# New grass sprouts identification



## Tbow555 (Sep 26, 2019)

So I overseeded less than two weeks ago with a TTTF mix, that had 9% ***. I don't have a high expectation of the survival or germination for that fact, of the ***, but it was the only TTTF mixture available to me locally. I did not put down Tenacity, or any starter fert, but watered regularly. I am now seeing sprouts. Most I can tell are fescue shoots, but it's hard to tell what the other stuff is. They are low lying with two small leaves. Pics below. Can anyone identify what I have growing? Hopefully it's not an over abundance of weeds 

Any help is appreciated.


----------



## Powhatan (Dec 15, 2017)

Can't zoom into picture.

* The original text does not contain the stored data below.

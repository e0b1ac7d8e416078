use crate::layout::{Font, ProgressLayout, TextAlign};
use crate::theme::Color;

pub mod svg;

pub use self::svg::SvgSurface;

/// Minimal drawing capability a backend must provide to show a progress layout.
pub trait DrawSurface {
    fn clear(&mut self, width: f64, height: f64);

    fn fill_rect(&mut self, x: f64, y: f64, width: f64, height: f64, color: Color);

    fn draw_text(
        &mut self,
        text: &str,
        x: f64,
        y: f64,
        align: TextAlign,
        font: &Font,
        color: Color,
    );

    /// Backends that can attach hover text override this; the rest just fill.
    fn fill_rect_with_tooltip(
        &mut self,
        x: f64,
        y: f64,
        width: f64,
        height: f64,
        color: Color,
        _tooltip: &str,
    ) {
        self.fill_rect(x, y, width, height, color);
    }
}

/// Replays a layout onto `surface`: clear, paint background, segments, then text.
pub fn render_layout<S: DrawSurface + ?Sized>(
    layout: &ProgressLayout,
    background: Color,
    surface: &mut S,
) {
    surface.clear(layout.width, layout.height);
    surface.fill_rect(0.0, 0.0, layout.width, layout.height, background);

    for segment in &layout.segments {
        match segment.tooltip.as_deref() {
            Some(tooltip) => surface.fill_rect_with_tooltip(
                segment.x,
                segment.y,
                segment.width,
                segment.height,
                segment.color,
                tooltip,
            ),
            None => surface.fill_rect(
                segment.x,
                segment.y,
                segment.width,
                segment.height,
                segment.color,
            ),
        }
    }

    for text in &layout.texts {
        surface.draw_text(
            &text.text,
            text.x,
            text.y,
            text.align,
            &text.font,
            text.color,
        );
    }
}
pub mod aggregate;
pub mod config;
pub mod error;
pub mod github;
pub mod issues;
pub mod layout;
pub mod palette;
pub mod pipeline;
pub mod render;
pub mod server;
pub mod studio;
#[doc(hidden)]
pub mod test_support;
pub mod theme;
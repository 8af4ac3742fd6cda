//! HTTP handlers

pub mod health;
pub mod predict;
pub mod diagnostics;
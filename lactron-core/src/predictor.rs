//! Shelf-Life Predictor
//!
//! Picks its inference path once, at construction:
//! - Model-backed when a [`LoadedModel`] is injected
//! - Formula fallback otherwise
//!
//! Both paths feed the same spoilage policy. `predict` takes `&self`, holds
//! no request state and is safe to call from any number of threads.

use serde::{Deserialize, Serialize};

use crate::config::EngineConfig;
use crate::constants::FORMULA_CONFIDENCE;
use crate::error::{ConfigurationError, InferenceError, PredictError};
use crate::model::{LoadedModel, Provenance};
use crate::normalize::Normalizer;
use crate::policy::{self, Status};
use crate::sensor::SensorReading;

// ============================================================================
// DATA STRUCTURES
// ============================================================================

/// Prediction output
#[derive(Debug, Clone, Copy, PartialEq, Serialize, Deserialize)]
pub struct PredictionResult {
    pub status: Status,
    pub shelf_life: f64, // days
    pub confidence: f64, // static label of the path that produced it
}

/// Active inference path, fixed for the predictor's lifetime
#[derive(Debug, Clone, Copy, PartialEq, Eq, Serialize, Deserialize)]
#[serde(tag = "mode", content = "provenance", rename_all = "snake_case")]
pub enum InferenceMode {
    ModelBacked(Provenance),
    FormulaFallback,
}

impl InferenceMode {
    pub fn as_str(&self) -> &'static str {
        match self {
            InferenceMode::ModelBacked(_) => "model",
            InferenceMode::FormulaFallback => "formula",
        }
    }
}

/// Path that answered one request
#[derive(Debug, Clone, PartialEq, Serialize, Deserialize)]
#[serde(tag = "method", rename_all = "snake_case")]
pub enum InferenceMethod {
    Model { provenance: Provenance },
    Formula,
    /// Model-backed predictor whose model failed on this call
    Degraded { reason: String },
}

/// Result plus how it was produced
#[derive(Debug, Clone, PartialEq, Serialize, Deserialize)]
pub struct Prediction {
    pub result: PredictionResult,
    pub method: InferenceMethod,
}

// ============================================================================
// PREDICTOR
// ============================================================================

#[derive(Debug)]
pub struct Predictor {
    config: EngineConfig,
    normalizer: Normalizer,
    model: Option<LoadedModel>,
}

impl Predictor {
    /// Validates the configuration; `model: None` selects the formula path
    pub fn new(config: EngineConfig, model: Option<LoadedModel>) -> Result<Self, ConfigurationError> {
        config.validate()?;
        Ok(Self {
            normalizer: Normalizer::new(config.normalization),
            config,
            model,
        })
    }

    pub fn formula_only(config: EngineConfig) -> Result<Self, ConfigurationError> {
        Self::new(config, None)
    }

    pub fn mode(&self) -> InferenceMode {
        match &self.model {
            Some(model) => InferenceMode::ModelBacked(model.provenance()),
            None => InferenceMode::FormulaFallback,
        }
    }

    pub fn config(&self) -> &EngineConfig {
        &self.config
    }

    pub fn model(&self) -> Option<&LoadedModel> {
        self.model.as_ref()
    }

    /// Three raw ppm readings in, `{status, shelf_life, confidence}` out
    pub fn predict(&self, ethanol: f64, ammonia: f64, h2s: f64) -> Result<PredictionResult, PredictError> {
        self.predict_reading(&SensorReading::new(ethanol, ammonia, h2s))
            .map(|p| p.result)
    }

    pub fn predict_reading(&self, reading: &SensorReading) -> Result<Prediction, PredictError> {
        reading.validate()?;

        let (shelf_life, confidence, method) = match &self.model {
            Some(model) => match self.model_estimate(model, reading) {
                Ok(days) => (
                    days,
                    model.provenance().confidence(),
                    InferenceMethod::Model { provenance: model.provenance() },
                ),
                Err(e) => {
                    let (days, confidence) = self.formula_estimate(reading);
                    (days, confidence, InferenceMethod::Degraded { reason: e.to_string() })
                }
            },
            None => {
                let (days, confidence) = self.formula_estimate(reading);
                (days, confidence, InferenceMethod::Formula)
            }
        };

        Ok(Prediction {
            result: self.apply_policy(reading, shelf_life, confidence),
            method,
        })
    }

    fn model_estimate(&self, model: &LoadedModel, reading: &SensorReading) -> Result<f64, InferenceError> {
        let features = self.normalizer.features(reading);
        let raw = model.predict(&features)?;
        if !raw.is_finite() {
            return Err(InferenceError::NonFinite(raw));
        }

        // Rounding scales by 100, so a huge finite estimate can still overflow
        let days = policy::round_days(raw.max(0.0));
        if !days.is_finite() {
            return Err(InferenceError::OutOfRange(raw));
        }
        Ok(days)
    }

    fn formula_estimate(&self, reading: &SensorReading) -> (f64, f64) {
        let quality = policy::quality_score(reading, &self.config.thresholds, &self.config.weights);
        (policy::quality_to_days(quality), FORMULA_CONFIDENCE)
    }

    /// Any breached threshold forces spoiled and zero days
    fn apply_policy(&self, reading: &SensorReading, shelf_life: f64, confidence: f64) -> PredictionResult {
        if policy::is_spoiled(reading, &self.config.thresholds) {
            PredictionResult {
                status: Status::Spoiled,
                shelf_life: 0.0,
                confidence,
            }
        } else {
            PredictionResult {
                status: Status::Good,
                shelf_life,
                confidence,
            }
        }
    }
}
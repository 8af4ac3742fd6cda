//! Prediction request model
//!
//! Lenient by policy: an absent, null or unreadable field counts as 0 ppm.
//! Unreadable values are logged, never silently dropped.

use serde::Deserialize;
use serde_json::Value;

use lactron_core::SensorReading;

#[derive(Debug, Default, Deserialize)]
pub struct PredictRequest {
    #[serde(default)]
    pub ethanol: Option<Value>,
    #[serde(default)]
    pub ammonia: Option<Value>,
    #[serde(default)]
    pub h2s: Option<Value>,
}

impl PredictRequest {
    pub fn into_reading(self) -> SensorReading {
        SensorReading::new(
            coerce("ethanol", self.ethanol),
            coerce("ammonia", self.ammonia),
            coerce("h2s", self.h2s),
        )
    }
}

/// Numbers, numeric strings and booleans become f64; anything else is 0
fn coerce(field: &str, value: Option<Value>) -> f64 {
    let parsed = match &value {
        None | Some(Value::Null) => return 0.0,
        Some(Value::Number(n)) => n.as_f64(),
        Some(Value::String(s)) => s.trim().parse::<f64>().ok(),
        Some(Value::Bool(b)) => Some(if *b { 1.0 } else { 0.0 }),
        Some(_) => None,
    };

    match parsed {
        Some(v) if v.is_finite() => v,
        _ => {
            tracing::warn!("Non-numeric {} value {:?}, defaulting to 0", field, value);
            0.0
        }
    }
}
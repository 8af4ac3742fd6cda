//! Central Configuration Constants
//!
//! Single source of truth for the engine defaults.
//! Values come from the training configuration of the shipped models;
//! change them here and nowhere else.

// ============================================================================
// NORMALIZATION RANGES (training distribution, ppm)
// ============================================================================

pub const ETHANOL_RANGE: (f64, f64) = (0.0, 150.0);
pub const AMMONIA_RANGE: (f64, f64) = (0.0, 80.0);
pub const H2S_RANGE: (f64, f64) = (0.0, 30.0);

// ============================================================================
// SPOILAGE THRESHOLDS (ppm)
// ============================================================================

/// Definite spoilage above 80 ppm ethanol
pub const ETHANOL_THRESHOLD: f64 = 80.0;

/// Definite spoilage above 40 ppm ammonia
pub const AMMONIA_THRESHOLD: f64 = 40.0;

/// Definite spoilage above 15 ppm hydrogen sulfide
pub const H2S_THRESHOLD: f64 = 15.0;

// ============================================================================
// ZONE BANDS (ppm, upper bounds inclusive)
// ============================================================================

pub const ETHANOL_FRESH_MAX: f64 = 20.0;
pub const ETHANOL_WARNING_MAX: f64 = 50.0;

pub const AMMONIA_FRESH_MAX: f64 = 10.0;
pub const AMMONIA_WARNING_MAX: f64 = 25.0;

pub const H2S_FRESH_MAX: f64 = 2.0;
pub const H2S_WARNING_MAX: f64 = 8.0;

// ============================================================================
// FORMULA WEIGHTS
// ============================================================================

/// H2S carries the most weight: strongest bacterial spoilage indicator.
pub const ETHANOL_WEIGHT: f64 = 0.30;
pub const AMMONIA_WEIGHT: f64 = 0.30;
pub const H2S_WEIGHT: f64 = 0.40;

/// Tolerance used when checking that the weights sum to 1.0
pub const WEIGHT_SUM_TOLERANCE: f64 = 1e-9;

// ============================================================================
// SHELF LIFE
// ============================================================================

/// Prediction horizon in days
pub const SHELF_LIFE_HORIZON_DAYS: f64 = 7.0;

/// Decimal places kept on reported shelf life
pub const SHELF_LIFE_DECIMALS: i32 = 2;

// ============================================================================
// CONFIDENCE LABELS
// ============================================================================

pub const GRADIENT_BOOSTED_CONFIDENCE: f64 = 0.95;
pub const NEURAL_NETWORK_CONFIDENCE: f64 = 0.92;
pub const FORMULA_CONFIDENCE: f64 = 0.78;

// ============================================================================
// MODEL ARTIFACTS
// ============================================================================

/// Tree ensemble exported as JSON
pub const TREE_MODEL_FILE: &str = "shelf_life_model.json";

/// Neural network exported as ONNX
pub const ONNX_MODEL_FILE: &str = "shelf_life_model.onnx";

/// Sidecar metadata suffix (`model.onnx` -> `model.onnx.json`)
pub const METADATA_SUFFIX: &str = ".json";

/// Tolerance when comparing declared artifact ranges with the configuration
pub const METADATA_TOLERANCE: f64 = 1e-6;

/// Engine version
pub const ENGINE_VERSION: &str = env!("CARGO_PKG_VERSION");
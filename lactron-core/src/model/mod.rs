//! Model Module - trained shelf-life regressors
//!
//! A model is anything that turns a normalized feature vector into a raw
//! shelf-life estimate. Loading is split from inference so the predictor
//! only ever sees an immutable capability.

pub mod loader;
pub mod metadata;
pub mod onnx;
pub mod tree;

use std::fmt;

use serde::{Deserialize, Serialize};

use crate::constants::{GRADIENT_BOOSTED_CONFIDENCE, NEURAL_NETWORK_CONFIDENCE};
use crate::error::InferenceError;
use crate::normalize::FeatureVector;

pub use loader::{default_strategies, load_first, ModelLoader, OnnxLoader, TreeEnsembleLoader};
pub use metadata::ModelMetadata;
pub use onnx::OnnxModel;
pub use tree::TreeEnsemble;

// ============================================================================
// INFERENCE CAPABILITY TRAIT
// ============================================================================

/// Trait for inference backends (tree ensemble, ONNX, test doubles)
pub trait InferenceCapability: Send + Sync {
    /// Raw shelf-life estimate in days; not clamped
    fn predict(&self, features: &FeatureVector) -> Result<f64, InferenceError>;
}

/// Which family of model produced an estimate.
///
/// Confidence is a static label per family, not a model uncertainty.
#[derive(Debug, Clone, Copy, PartialEq, Eq, Hash, Serialize, Deserialize)]
#[serde(rename_all = "snake_case")]
pub enum Provenance {
    GradientBoostedTrees,
    NeuralNetwork,
}

impl Provenance {
    pub fn confidence(self) -> f64 {
        match self {
            Provenance::GradientBoostedTrees => GRADIENT_BOOSTED_CONFIDENCE,
            Provenance::NeuralNetwork => NEURAL_NETWORK_CONFIDENCE,
        }
    }

    pub fn as_str(self) -> &'static str {
        match self {
            Provenance::GradientBoostedTrees => "gradient_boosted_trees",
            Provenance::NeuralNetwork => "neural_network",
        }
    }
}

impl fmt::Display for Provenance {
    fn fmt(&self, f: &mut fmt::Formatter<'_>) -> fmt::Result {
        f.write_str(self.as_str())
    }
}

// ============================================================================
// LOADED MODEL
// ============================================================================

/// A capability plus what is known about where it came from
pub struct LoadedModel {
    capability: Box<dyn InferenceCapability>,
    provenance: Provenance,
    metadata: ModelMetadata,
    source: String,
}

impl LoadedModel {
    pub fn new(
        capability: Box<dyn InferenceCapability>,
        provenance: Provenance,
        metadata: ModelMetadata,
        source: impl Into<String>,
    ) -> Self {
        Self {
            capability,
            provenance,
            metadata,
            source: source.into(),
        }
    }

    pub fn provenance(&self) -> Provenance {
        self.provenance
    }

    pub fn metadata(&self) -> &ModelMetadata {
        &self.metadata
    }

    /// Artifact path or `<memory>`
    pub fn source(&self) -> &str {
        &self.source
    }

    pub fn predict(&self, features: &FeatureVector) -> Result<f64, InferenceError> {
        self.capability.predict(features)
    }
}

impl fmt::Debug for LoadedModel {
    fn fmt(&self, f: &mut fmt::Formatter<'_>) -> fmt::Result {
        f.debug_struct("LoadedModel")
            .field("provenance", &self.provenance)
            .field("metadata", &self.metadata)
            .field("source", &self.source)
            .finish_non_exhaustive()
    }
}
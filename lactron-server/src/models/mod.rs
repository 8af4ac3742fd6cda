//! Request / response models

pub mod prediction;

pub use prediction::*;
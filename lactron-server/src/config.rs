//! Configuration module

use std::env;
use std::net::IpAddr;
use std::path::PathBuf;

/// Application configuration
#[derive(Debug, Clone)]
pub struct Config {
    /// Bind address
    pub host: IpAddr,

    /// Server port
    pub port: u16,

    /// Directory searched for model artifacts
    pub model_dir: PathBuf,

    /// Try to load a trained model at startup
    pub model_loading: bool,

    /// Environment (development, production)
    pub environment: String,
}

impl Default for Config {
    fn default() -> Self {
        Self {
            host: IpAddr::from([0, 0, 0, 0]),
            port: 5000,
            model_dir: PathBuf::from("models"),
            model_loading: true,
            environment: "development".to_string(),
        }
    }
}

impl Config {
    /// Load configuration from environment variables
    pub fn from_env() -> Self {
        let defaults = Self::default();

        Self {
            host: env::var("HOST")
                .ok()
                .and_then(|h| h.parse().ok())
                .unwrap_or(defaults.host),

            port: env::var("PORT")
                .ok()
                .and_then(|p| p.parse().ok())
                .unwrap_or(defaults.port),

            model_dir: env::var("MODEL_DIR")
                .map(PathBuf::from)
                .unwrap_or(defaults.model_dir),

            model_loading: env::var("MODEL_LOADING")
                .map(|s| parse_flag(&s))
                .unwrap_or(defaults.model_loading),

            environment: env::var("ENVIRONMENT")
                .unwrap_or(defaults.environment),
        }
    }
}

fn parse_flag(value: &str) -> bool {
    let value = value.trim().to_lowercase();
    value != "false" && value != "0" && value != "off"
}
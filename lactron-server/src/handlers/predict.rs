//! Prediction handler

use std::time::Instant;

use axum::{extract::State, Json};

use lactron_core::{PredictionEvent, PredictionObserver, PredictionResult};

use crate::models::PredictRequest;
use crate::{AppError, AppResult, AppState};

/// Predict shelf life from one set of sensor readings
pub async fn predict(
    State(state): State<AppState>,
    Json(req): Json<PredictRequest>,
) -> AppResult<Json<PredictionResult>> {
    let reading = req.into_reading();

    // ONNX inference locks the session, keep it off the async workers
    let predictor = state.predictor.clone();
    let (prediction, latency_us) = tokio::task::spawn_blocking(move || {
        let start_time = Instant::now();
        let prediction = predictor.predict_reading(&reading);
        (prediction, start_time.elapsed().as_micros() as u64)
    })
    .await
    .map_err(|e| AppError::InternalError(format!("prediction task failed: {}", e)))?;
    let prediction = prediction?;

    state
        .telemetry
        .on_prediction(&PredictionEvent::new(reading, &prediction, latency_us));

    Ok(Json(prediction.result))
}
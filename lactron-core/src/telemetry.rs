//! Prediction Telemetry
//!
//! Side channel for what the predictor did. The predictor itself never logs
//! or counts; callers time the call and hand the event to an observer.

use std::sync::atomic::{AtomicU64, Ordering};

use serde::{Deserialize, Serialize};

use crate::policy::Status;
use crate::predictor::{InferenceMethod, Prediction, PredictionResult};
use crate::sensor::SensorReading;

// ============================================================================
// EVENT
// ============================================================================

#[derive(Debug, Clone, PartialEq, Serialize, Deserialize)]
pub struct PredictionEvent {
    pub reading: SensorReading,
    pub result: PredictionResult,
    pub method: InferenceMethod,
    pub latency_us: u64,
}

impl PredictionEvent {
    pub fn new(reading: SensorReading, prediction: &Prediction, latency_us: u64) -> Self {
        Self {
            reading,
            result: prediction.result,
            method: prediction.method.clone(),
            latency_us,
        }
    }
}

/// Receives one event per served prediction
pub trait PredictionObserver: Send + Sync {
    fn on_prediction(&self, event: &PredictionEvent);
}

// ============================================================================
// STATS
// ============================================================================

/// Lock-free counters
#[derive(Debug, Default)]
pub struct InferenceStats {
    total: AtomicU64,
    model: AtomicU64,
    formula: AtomicU64,
    degraded: AtomicU64,
    spoiled: AtomicU64,
    latency_sum_us: AtomicU64,
}

/// Point-in-time copy for status endpoints
#[derive(Debug, Clone, PartialEq, Serialize, Deserialize)]
pub struct StatsSnapshot {
    pub inference_count: u64,
    pub model_count: u64,
    pub formula_count: u64,
    pub degraded_count: u64,
    pub spoiled_count: u64,
    pub avg_latency_ms: f32,
}

impl InferenceStats {
    pub fn new() -> Self {
        Self::default()
    }

    pub fn record(&self, event: &PredictionEvent) {
        self.total.fetch_add(1, Ordering::Relaxed);
        self.latency_sum_us.fetch_add(event.latency_us, Ordering::Relaxed);

        let counter = match event.method {
            InferenceMethod::Model { .. } => &self.model,
            InferenceMethod::Formula => &self.formula,
            InferenceMethod::Degraded { .. } => &self.degraded,
        };
        counter.fetch_add(1, Ordering::Relaxed);

        if event.result.status == Status::Spoiled {
            self.spoiled.fetch_add(1, Ordering::Relaxed);
        }
    }

    pub fn snapshot(&self) -> StatsSnapshot {
        let count = self.total.load(Ordering::Relaxed);
        let sum = self.latency_sum_us.load(Ordering::Relaxed);
        let avg = if count > 0 { (sum as f32 / count as f32) / 1000.0 } else { 0.0 };

        StatsSnapshot {
            inference_count: count,
            model_count: self.model.load(Ordering::Relaxed),
            formula_count: self.formula.load(Ordering::Relaxed),
            degraded_count: self.degraded.load(Ordering::Relaxed),
            spoiled_count: self.spoiled.load(Ordering::Relaxed),
            avg_latency_ms: avg,
        }
    }
}

// ============================================================================
// DEFAULT OBSERVER
// ============================================================================

/// Counts every event and writes it to the log
#[derive(Debug, Default)]
pub struct Telemetry {
    stats: InferenceStats,
}

impl Telemetry {
    pub fn new() -> Self {
        Self::default()
    }

    pub fn stats(&self) -> StatsSnapshot {
        self.stats.snapshot()
    }
}

impl PredictionObserver for Telemetry {
    fn on_prediction(&self, event: &PredictionEvent) {
        self.stats.record(event);

        match &event.method {
            InferenceMethod::Degraded { reason } => {
                log::warn!("Model inference failed ({}), answered with formula", reason);
            }
            method => {
                log::debug!(
                    "prediction ethanol={} ammonia={} h2s={} -> {} {:.2}d conf={} via {:?} in {}us",
                    event.reading.ethanol,
                    event.reading.ammonia,
                    event.reading.h2s,
                    event.result.status.as_str(),
                    event.result.shelf_life,
                    event.result.confidence,
                    method,
                    event.latency_us
                );
            }
        }
    }
}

TTTF typically germinates before KBG, so pic 2 I presume it's TTTF. For pic 3 I presume some type of weed as new turf grass does not have broad leafs.


----------



## g-man (Jun 15, 2017)

Those are weeds, dicots. Did you use mesotrisone at seed down?


----------



## tgreen (Oct 20, 2018)

Yes, agree with gman on the third pic those look like sprouts with two starter leaves. It's nearly impossible to ID the weed at that stage. Obviously, something cool season like henbit, chickweed, hairy bittercress, etc. Grass germinates straight up with no starter leaves (monocot). It's unlikely the weeds came from the seed you used. More likely they were in your soil to begin with. There's not a lot you can do now other than hand pulling what you can. Hopefully, it's not too widespread.


----------